MARIE.[→] Malheureuse que je suis! (Elle se prosterne.)
ABRAHAM.[→] Pourquoi te laisses-tu abattre? pourquoi rester ainsi immobile, prosternée à terre? Relève-toi et écoute ce que je vais dire.
MARIE.[→] Je suis tombée frappée de terreur; je n’ai pu soutenir le poids de vos remontrances paternelles.
ABRAHAM.[→] Songe, ma fille, à ma tendresse pour toi, et cesse de craindre.
MARIE.[→] Je ne puis.
ABRAHAM.[→] N’est-ce pas pour toi que j’ai quitté mon désert si regrettable et renoncé à l’observance de presque toute discipline régulière? n’est-ce pas pour toi, que moi, véritable ermite, je me suis fait le compagnon de table de gens débauchés? Moi, qui depuis si longtemps m’étais voué au silence, n’ai-je pas proféré des paroles joviales pour ne pas être reconnu? Pourquoi baisser les yeux et regarder la terre? pourquoi dédaignes-tu de me répondre et d’échanger avec moi tes pensées?

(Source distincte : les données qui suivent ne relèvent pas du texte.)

use actix_web::web;
use utoipa::OpenApi;
use utoipa::{
    Modify,
    openapi::security::{Http, HttpAuthScheme, SecurityScheme},
};
use utoipa_swagger_ui::SwaggerUi;

use crate::entities::{
    AccountType, NullSpeedCafeCard, NullSpeedRegularUser, Package, PrepaidCard, Subscriber,
    SubscriberStatus,
};
use crate::handlers;
use crate::models::*;

struct SecurityAddon;

impl Modify for SecurityAddon {
    fn modify(&self, openapi: &mut utoipa::openapi::OpenApi) {
        if let Some(components) = openapi.components.as_mut() {
            components.add_security_scheme(
                "bearer_auth",
                SecurityScheme::Http(Http::new(HttpAuthScheme::Bearer)),
            )
        }
    }
}

#[derive(OpenApi)]
#[openapi(
    paths(
        handlers::auth::login,
        handlers::auth::refresh,
        handlers::auth::logout,
        handlers::staff::get_me,
        handlers::subscribers::list_subscribers,
        handlers::subscribers::search_subscribers,
        handlers::subscribers::get_subscriber,
        handlers::subscribers::create_subscriber,
        handlers::subscribers::update_subscriber,
        handlers::subscribers::delete_subscriber,
        handlers::subscribers::cancel_subscriber,
        handlers::cafe_cards::list_cafe_cards,
        handlers::cafe_cards::search_cafe_cards,
        handlers::cafe_cards::get_cafe_card,
        handlers::cafe_cards::create_cafe_card,
        handlers::cafe_cards::update_cafe_card,
        handlers::cafe_cards::delete_cafe_card,
        handlers::cafe_cards::cancel_cafe_card,
        handlers::cafe_cards::activate_cafe_card,
        handlers::packages::list_packages,
        handlers::packages::search_packages,
        handlers::packages::get_package,
        handlers::packages::create_package,
        handlers::packages::update_package,
        handlers::packages::delete_package,
        handlers::pending::list_pending,
        handlers::pending::search_pending,
        handlers::pending::get_pending,
        handlers::pending::create_pending,
        handlers::pending::update_pending,
        handlers::pending::delete_pending,
        handlers::pending::activate_pending,
    ),
    components(
        schemas(
            ApiError,
            AffectedRows,
            LoginRequest,
            AuthResponse,
            RefreshResponse,
            StaffResponse,
            Subscriber,
            SubscriberForm,
            SubscriberStatus,
            AccountType,
            CafeCardActivationRequest,
            CafeCardActivationResponse,
            Package,
            PackageForm,
            PendingTable,
            PrepaidCard,
            PrepaidCardForm,
            NullSpeedRegularUser,
            NullSpeedCafeCard,
            NullSpeedForm,
            ActivationOutcome,
        )
    ),
    modifiers(&SecurityAddon),
    tags(
        (name = "auth", description = "Staff authentication"),
        (name = "staff", description = "Current staff user"),
        (name = "subscribers", description = "Active subscribers in AuthTable"),
        (name = "cafe-cards", description = "Cafe cards in AuthTable"),
        (name = "packages", description = "Package catalog"),
        (name = "pending", description = "Cards awaiting activation"),
    ),
    info(
        title = "STC Portal API",
        version = "1.0.0",
        description = "Subscriber administration REST API"
    ),
    servers(
        (url = "/api/v1", description = "Local server")
    )
)]
pub struct ApiDoc;

pub fn swagger_config(cfg: &mut web::ServiceConfig) {
    cfg.service(
        SwaggerUi::new("/swagger-ui/{_:.*}").url("/api-docs/openapi.json", ApiDoc::openapi()),
    )
    .route(
        "/swagger-ui",
        web::get().to(|| async {
            actix_web::HttpResponse::Found()
                .append_header(("Location", "/swagger-ui/"))
                .finish()
        }),
    );
}

#[cfg(test)]
mod tests {
    use super::*;

    #[test]
    fn test_openapi_lists_lifecycle_routes() {
        let doc = ApiDoc::openapi();
        assert!(doc.paths.paths.contains_key("/pending/{table}/{id}/activate"));
        assert!(doc.paths.paths.contains_key("/subscribers/{id}/cancel"));
        let schemas = &doc.components.as_ref().unwrap().schemas;
        assert!(schemas.contains_key("Subscriber"));
        assert!(schemas.contains_key("Package"));
        assert!(schemas.contains_key("ActivationOutcome"));
    }
}
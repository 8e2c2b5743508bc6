use crate::handlers::require_manager;
use crate::models::*;
use crate::services::{AuthService, PackageService};
use actix_web::{HttpRequest, HttpResponse, ResponseError, Result, web};
use serde_json::json;

#[utoipa::path(
    get,
    path = "/packages",
    tag = "packages",
    params(PaginationParams),
    security(
        ("bearer_auth" = [])
    ),
    responses(
        (status = 200, description = "One page of packages")
    )
)]
pub async fn list_packages(
    package_service: web::Data<PackageService>,
    query: web::Query<PaginationParams>,
) -> Result<HttpResponse> {
    match package_service.list(&query).await {
        Ok(page) => Ok(HttpResponse::Ok().json(json!({
            "success": true,
            "data": page
        }))),
        Err(e) => Ok(e.error_response()),
    }
}

#[utoipa::path(
    get,
    path = "/packages/search",
    tag = "packages",
    params(SearchQuery),
    security(
        ("bearer_auth" = [])
    ),
    responses(
        (status = 200, description = "Up to 10 matching packages", body = [Package])
    )
)]
pub async fn search_packages(
    package_service: web::Data<PackageService>,
    query: web::Query<SearchQuery>,
) -> Result<HttpResponse> {
    match package_service.search(query.keyword()).await {
        Ok(rows) => Ok(HttpResponse::Ok().json(json!({
            "success": true,
            "data": rows
        }))),
        Err(e) => Ok(e.error_response()),
    }
}

#[utoipa::path(
    get,
    path = "/packages/{type_id}",
    tag = "packages",
    params(("type_id" = String, Path, description = "Package TypeID")),
    security(
        ("bearer_auth" = [])
    ),
    responses(
        (status = 200, description = "Package", body = Package),
        (status = 404, description = "Package not found")
    )
)]
pub async fn get_package(
    package_service: web::Data<PackageService>,
    path: web::Path<String>,
) -> Result<HttpResponse> {
    match package_service.get_by_type_id(&path).await {
        Ok(package) => Ok(HttpResponse::Ok().json(json!({
            "success": true,
            "data": package
        }))),
        Err(e) => Ok(e.error_response()),
    }
}

#[utoipa::path(
    post,
    path = "/packages",
    tag = "packages",
    request_body = PackageForm,
    security(
        ("bearer_auth" = [])
    ),
    responses(
        (status = 201, description = "Package created", body = Package),
        (status = 409, description = "TypeID already exists")
    )
)]
pub async fn create_package(
    auth_service: web::Data<AuthService>,
    package_service: web::Data<PackageService>,
    req: HttpRequest,
    form: web::Json<PackageForm>,
) -> Result<HttpResponse> {
    let result = async {
        require_manager(&auth_service, &req).await?;
        package_service.create(form.into_inner()).await
    }
    .await;
    match result {
        Ok(package) => Ok(HttpResponse::Created().json(json!({
            "success": true,
            "data": package,
            "message": "Package created"
        }))),
        Err(e) => Ok(e.error_response()),
    }
}

#[utoipa::path(
    put,
    path = "/packages/{type_id}",
    tag = "packages",
    params(("type_id" = String, Path, description = "Package TypeID")),
    request_body = PackageForm,
    security(
        ("bearer_auth" = [])
    ),
    responses(
        (status = 200, description = "Package updated", body = Package),
        (status = 404, description = "Package not found")
    )
)]
pub async fn update_package(
    auth_service: web::Data<AuthService>,
    package_service: web::Data<PackageService>,
    req: HttpRequest,
    path: web::Path<String>,
    form: web::Json<PackageForm>,
) -> Result<HttpResponse> {
    let result = async {
        require_manager(&auth_service, &req).await?;
        package_service.update(&path, form.into_inner()).await
    }
    .await;
    match result {
        Ok(package) => Ok(HttpResponse::Ok().json(json!({
            "success": true,
            "data": package,
            "message": "Package updated"
        }))),
        Err(e) => Ok(e.error_response()),
    }
}

#[utoipa::path(
    delete,
    path = "/packages/{type_id}",
    tag = "packages",
    params(("type_id" = String, Path, description = "Package TypeID")),
    security(
        ("bearer_auth" = [])
    ),
    responses(
        (status = 200, description = "Rows removed; zero when the TypeID is unknown", body = AffectedRows)
    )
)]
pub async fn delete_package(
    auth_service: web::Data<AuthService>,
    package_service: web::Data<PackageService>,
    req: HttpRequest,
    path: web::Path<String>,
) -> Result<HttpResponse> {
    let result = async {
        require_manager(&auth_service, &req).await?;
        package_service.delete(&path).await
    }
    .await;
    match result {
        Ok(affected) => Ok(HttpResponse::Ok().json(json!({
            "success": true,
            "data": affected,
            "message": format!("Package {} has been deleted.", path.as_str())
        }))),
        Err(e) => Ok(e.error_response()),
    }
}

pub fn package_config(cfg: &mut web::ServiceConfig) {
    cfg.service(
        web::scope("/packages")
            .route("", web::get().to(list_packages))
            .route("", web::post().to(create_package))
            .route("/search", web::get().to(search_packages))
            .route("/{type_id}", web::get().to(get_package))
            .route("/{type_id}", web::put().to(update_package))
            .route("/{type_id}", web::delete().to(delete_package)),
    );
}
pub mod auth_service;
pub mod lifecycle_service;
pub mod package_service;
pub mod pending_card_service;
pub mod records;
pub mod subscriber_service;

pub use auth_service::*;
pub use lifecycle_service::*;
pub use package_service::*;
pub use pending_card_service::*;
pub use subscriber_service::*;
//! Cafe cards are `AuthTable` rows with `accounttype = cafe`.

use crate::handlers::require_manager;
use crate::models::*;
use crate::services::{AuthService, LifecycleService, SubscriberScope, SubscriberService};
use actix_web::{HttpRequest, HttpResponse, ResponseError, Result, web};
use serde_json::json;

const SCOPE: SubscriberScope = SubscriberScope::CafeCards;

#[utoipa::path(
    get,
    path = "/cafe-cards",
    tag = "cafe-cards",
    params(PaginationParams),
    security(
        ("bearer_auth" = [])
    ),
    responses(
        (status = 200, description = "One page of cafe cards, newest first")
    )
)]
pub async fn list_cafe_cards(
    subscriber_service: web::Data<SubscriberService>,
    query: web::Query<PaginationParams>,
) -> Result<HttpResponse> {
    match subscriber_service.list(&query, SCOPE).await {
        Ok(page) => Ok(HttpResponse::Ok().json(json!({
            "success": true,
            "data": page
        }))),
        Err(e) => Ok(e.error_response()),
    }
}

#[utoipa::path(
    get,
    path = "/cafe-cards/search",
    tag = "cafe-cards",
    params(SearchQuery),
    security(
        ("bearer_auth" = [])
    ),
    responses(
        (status = 200, description = "Up to 10 matching cafe cards", body = [Subscriber])
    )
)]
pub async fn search_cafe_cards(
    subscriber_service: web::Data<SubscriberService>,
    query: web::Query<SearchQuery>,
) -> Result<HttpResponse> {
    match subscriber_service.search(query.keyword(), SCOPE).await {
        Ok(rows) => Ok(HttpResponse::Ok().json(json!({
            "success": true,
            "data": rows
        }))),
        Err(e) => Ok(e.error_response()),
    }
}

#[utoipa::path(
    get,
    path = "/cafe-cards/{id}",
    tag = "cafe-cards",
    params(("id" = i64, Path, description = "Cafe card id")),
    security(
        ("bearer_auth" = [])
    ),
    responses(
        (status = 200, description = "Cafe card", body = Subscriber),
        (status = 404, description = "Not found")
    )
)]
pub async fn get_cafe_card(
    subscriber_service: web::Data<SubscriberService>,
    path: web::Path<i64>,
) -> Result<HttpResponse> {
    match subscriber_service.get(path.into_inner(), SCOPE).await {
        Ok(card) => Ok(HttpResponse::Ok().json(json!({
            "success": true,
            "data": card
        }))),
        Err(e) => Ok(e.error_response()),
    }
}

#[utoipa::path(
    post,
    path = "/cafe-cards",
    tag = "cafe-cards",
    request_body = SubscriberForm,
    security(
        ("bearer_auth" = [])
    ),
    responses(
        (status = 201, description = "Cafe card created", body = Subscriber),
        (status = 409, description = "userlogin already exists")
    )
)]
pub async fn create_cafe_card(
    auth_service: web::Data<AuthService>,
    subscriber_service: web::Data<SubscriberService>,
    req: HttpRequest,
    form: web::Json<SubscriberForm>,
) -> Result<HttpResponse> {
    let result = async {
        require_manager(&auth_service, &req).await?;
        subscriber_service.create(form.into_inner(), SCOPE).await
    }
    .await;
    match result {
        Ok(card) => Ok(HttpResponse::Created().json(json!({
            "success": true,
            "data": card,
            "message": "Cafe card created"
        }))),
        Err(e) => Ok(e.error_response()),
    }
}

#[utoipa::path(
    put,
    path = "/cafe-cards/{id}",
    tag = "cafe-cards",
    params(("id" = i64, Path, description = "Cafe card id")),
    request_body = SubscriberForm,
    security(
        ("bearer_auth" = [])
    ),
    responses(
        (status = 200, description = "Cafe card updated", body = Subscriber),
        (status = 404, description = "Not found")
    )
)]
pub async fn update_cafe_card(
    auth_service: web::Data<AuthService>,
    subscriber_service: web::Data<SubscriberService>,
    req: HttpRequest,
    path: web::Path<i64>,
    form: web::Json<SubscriberForm>,
) -> Result<HttpResponse> {
    let result = async {
        require_manager(&auth_service, &req).await?;
        subscriber_service
            .update(path.into_inner(), form.into_inner(), SCOPE)
            .await
    }
    .await;
    match result {
        Ok(card) => Ok(HttpResponse::Ok().json(json!({
            "success": true,
            "data": card,
            "message": "Cafe card updated"
        }))),
        Err(e) => Ok(e.error_response()),
    }
}

#[utoipa::path(
    delete,
    path = "/cafe-cards/{id}",
    tag = "cafe-cards",
    params(("id" = i64, Path, description = "Cafe card id")),
    security(
        ("bearer_auth" = [])
    ),
    responses(
        (status = 200, description = "Rows removed; zero when the id is unknown", body = AffectedRows)
    )
)]
pub async fn delete_cafe_card(
    auth_service: web::Data<AuthService>,
    subscriber_service: web::Data<SubscriberService>,
    req: HttpRequest,
    path: web::Path<i64>,
) -> Result<HttpResponse> {
    let id = path.into_inner();
    let result = async {
        require_manager(&auth_service, &req).await?;
        subscriber_service.delete(id, SCOPE).await
    }
    .await;
    match result {
        Ok(affected) => Ok(HttpResponse::Ok().json(json!({
            "success": true,
            "data": affected,
            "message": format!("Cafe card with id={id} has been deleted.")
        }))),
        Err(e) => Ok(e.error_response()),
    }
}

#[utoipa::path(
    post,
    path = "/cafe-cards/{id}/cancel",
    tag = "cafe-cards",
    params(("id" = i64, Path, description = "Cafe card id")),
    security(
        ("bearer_auth" = [])
    ),
    responses(
        (status = 200, description = "Rows cancelled; zero when the id is unknown", body = AffectedRows)
    )
)]
pub async fn cancel_cafe_card(
    auth_service: web::Data<AuthService>,
    lifecycle_service: web::Data<LifecycleService>,
    req: HttpRequest,
    path: web::Path<i64>,
) -> Result<HttpResponse> {
    let id = path.into_inner();
    let result = async {
        require_manager(&auth_service, &req).await?;
        lifecycle_service.cancel(id, SCOPE).await
    }
    .await;
    match result {
        Ok(affected) => Ok(HttpResponse::Ok().json(json!({
            "success": true,
            "data": affected,
            "message": format!("Cafe card with id={id} has been cancelled.")
        }))),
        Err(e) => Ok(e.error_response()),
    }
}

#[utoipa::path(
    post,
    path = "/cafe-cards/activate",
    tag = "cafe-cards",
    request_body = CafeCardActivationRequest,
    security(
        ("bearer_auth" = [])
    ),
    responses(
        (status = 200, description = "Cards activated", body = CafeCardActivationResponse),
        (status = 404, description = "No cafe card for the username, or its package is missing")
    )
)]
pub async fn activate_cafe_card(
    auth_service: web::Data<AuthService>,
    lifecycle_service: web::Data<LifecycleService>,
    req: HttpRequest,
    request: web::Json<CafeCardActivationRequest>,
) -> Result<HttpResponse> {
    let result = async {
        require_manager(&auth_service, &req).await?;
        lifecycle_service.activate_cafe_card(&request.username).await
    }
    .await;
    match result {
        Ok(response) => Ok(HttpResponse::Ok().json(json!({
            "success": true,
            "data": response,
            "message": format!("Cafe card for {} has been activated.", request.username.trim())
        }))),
        Err(e) => Ok(e.error_response()),
    }
}

pub fn cafe_card_config(cfg: &mut web::ServiceConfig) {
    cfg.service(
        web::scope("/cafe-cards")
            .route("", web::get().to(list_cafe_cards))
            .route("", web::post().to(create_cafe_card))
            .route("/search", web::get().to(search_cafe_cards))
            .route("/activate", web::post().to(activate_cafe_card))
            .route("/{id}", web::get().to(get_cafe_card))
            .route("/{id}", web::put().to(update_cafe_card))
            .route("/{id}", web::delete().to(delete_cafe_card))
            .route("/{id}/cancel", web::post().to(cancel_cafe_card)),
    );
}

MARIE.[→] La conscience de mon crime m’accable; je n’ose lever les yeux vers le ciel, ni mêler mes paroles aux vôtres.
ABRAHAM.[→] Ne te défie pas ainsi du ciel, ma fille; ne désespère pas; mais sors de cet abîme de désespoir et mets ton espérance en Dieu.
MARIE.[→] L’énormité de mes péchés m’a plongée dans le plus profond désespoir.